> _Task description_
In the entries below, every line that contains "dashboard" must be located and copied.

> _Record set_
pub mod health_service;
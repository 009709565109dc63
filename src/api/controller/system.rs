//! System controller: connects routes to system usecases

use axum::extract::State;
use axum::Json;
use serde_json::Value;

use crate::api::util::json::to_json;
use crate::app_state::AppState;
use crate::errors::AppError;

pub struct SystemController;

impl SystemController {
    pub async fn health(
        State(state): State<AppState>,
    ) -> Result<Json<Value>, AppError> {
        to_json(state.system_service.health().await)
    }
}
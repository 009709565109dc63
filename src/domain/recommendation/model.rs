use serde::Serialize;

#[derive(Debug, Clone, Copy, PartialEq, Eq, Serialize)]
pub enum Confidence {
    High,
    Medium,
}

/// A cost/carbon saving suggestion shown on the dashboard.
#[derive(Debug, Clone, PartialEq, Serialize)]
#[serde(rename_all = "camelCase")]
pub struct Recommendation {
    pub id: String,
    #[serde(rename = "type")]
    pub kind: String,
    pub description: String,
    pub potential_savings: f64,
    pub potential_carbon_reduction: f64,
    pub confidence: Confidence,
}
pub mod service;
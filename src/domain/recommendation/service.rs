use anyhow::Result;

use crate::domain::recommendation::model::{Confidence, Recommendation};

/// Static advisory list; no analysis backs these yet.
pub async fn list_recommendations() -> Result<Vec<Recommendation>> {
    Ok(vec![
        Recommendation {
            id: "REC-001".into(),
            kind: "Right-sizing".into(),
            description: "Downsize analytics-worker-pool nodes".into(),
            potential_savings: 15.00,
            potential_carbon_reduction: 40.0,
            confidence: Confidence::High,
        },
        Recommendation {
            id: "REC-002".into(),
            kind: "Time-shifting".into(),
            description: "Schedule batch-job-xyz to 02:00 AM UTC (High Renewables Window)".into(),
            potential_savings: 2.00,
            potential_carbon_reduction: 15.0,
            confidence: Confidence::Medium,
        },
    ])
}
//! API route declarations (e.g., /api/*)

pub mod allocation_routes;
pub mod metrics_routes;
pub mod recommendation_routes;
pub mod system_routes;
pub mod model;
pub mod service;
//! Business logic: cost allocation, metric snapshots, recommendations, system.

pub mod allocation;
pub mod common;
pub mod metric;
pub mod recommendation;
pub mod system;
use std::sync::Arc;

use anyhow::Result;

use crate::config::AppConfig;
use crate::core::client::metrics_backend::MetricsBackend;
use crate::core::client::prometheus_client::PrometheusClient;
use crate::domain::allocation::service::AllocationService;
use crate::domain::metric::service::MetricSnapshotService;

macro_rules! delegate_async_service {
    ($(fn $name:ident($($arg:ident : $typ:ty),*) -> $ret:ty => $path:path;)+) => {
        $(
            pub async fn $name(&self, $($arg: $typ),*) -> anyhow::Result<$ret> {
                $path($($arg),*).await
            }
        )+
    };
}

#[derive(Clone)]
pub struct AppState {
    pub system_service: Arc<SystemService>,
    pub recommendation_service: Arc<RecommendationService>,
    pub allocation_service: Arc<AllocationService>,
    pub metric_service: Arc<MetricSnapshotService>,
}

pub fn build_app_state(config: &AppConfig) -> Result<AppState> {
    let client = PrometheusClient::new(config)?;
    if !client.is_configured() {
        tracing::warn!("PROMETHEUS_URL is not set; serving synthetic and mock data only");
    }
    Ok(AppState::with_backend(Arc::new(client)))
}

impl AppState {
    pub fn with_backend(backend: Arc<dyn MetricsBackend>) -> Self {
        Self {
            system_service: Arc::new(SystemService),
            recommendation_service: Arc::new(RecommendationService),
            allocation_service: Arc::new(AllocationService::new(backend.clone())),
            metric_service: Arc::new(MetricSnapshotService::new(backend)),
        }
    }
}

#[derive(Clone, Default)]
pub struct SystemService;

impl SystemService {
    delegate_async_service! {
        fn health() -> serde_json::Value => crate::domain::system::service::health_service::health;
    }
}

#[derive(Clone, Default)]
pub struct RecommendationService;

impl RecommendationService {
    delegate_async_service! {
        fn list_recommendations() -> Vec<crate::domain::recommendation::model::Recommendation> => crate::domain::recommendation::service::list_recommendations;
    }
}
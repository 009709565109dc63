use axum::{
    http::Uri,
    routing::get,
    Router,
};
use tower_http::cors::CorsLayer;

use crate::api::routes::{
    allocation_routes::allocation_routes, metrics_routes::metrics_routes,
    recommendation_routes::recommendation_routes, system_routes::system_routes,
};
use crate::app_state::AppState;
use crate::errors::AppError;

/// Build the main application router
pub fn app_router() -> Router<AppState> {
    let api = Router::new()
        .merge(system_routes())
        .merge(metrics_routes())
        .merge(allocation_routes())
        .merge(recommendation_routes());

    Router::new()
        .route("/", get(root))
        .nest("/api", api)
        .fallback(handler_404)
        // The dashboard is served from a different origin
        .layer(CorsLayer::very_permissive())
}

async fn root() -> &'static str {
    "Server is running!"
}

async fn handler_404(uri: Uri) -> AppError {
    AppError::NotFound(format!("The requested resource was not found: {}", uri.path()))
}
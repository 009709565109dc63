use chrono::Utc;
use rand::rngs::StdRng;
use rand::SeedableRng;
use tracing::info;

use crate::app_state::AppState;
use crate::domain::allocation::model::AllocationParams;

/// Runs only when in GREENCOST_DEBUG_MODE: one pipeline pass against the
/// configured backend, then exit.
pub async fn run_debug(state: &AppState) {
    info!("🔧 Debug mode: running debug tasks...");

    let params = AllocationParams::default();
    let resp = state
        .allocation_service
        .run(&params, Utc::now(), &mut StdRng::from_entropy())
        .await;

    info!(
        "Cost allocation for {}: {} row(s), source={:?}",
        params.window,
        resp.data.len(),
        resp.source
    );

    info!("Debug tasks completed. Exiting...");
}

> _Task answer_
/// A cost/carbon saving suggestion shown on the dashboard.
        // The dashboard is served from a different origin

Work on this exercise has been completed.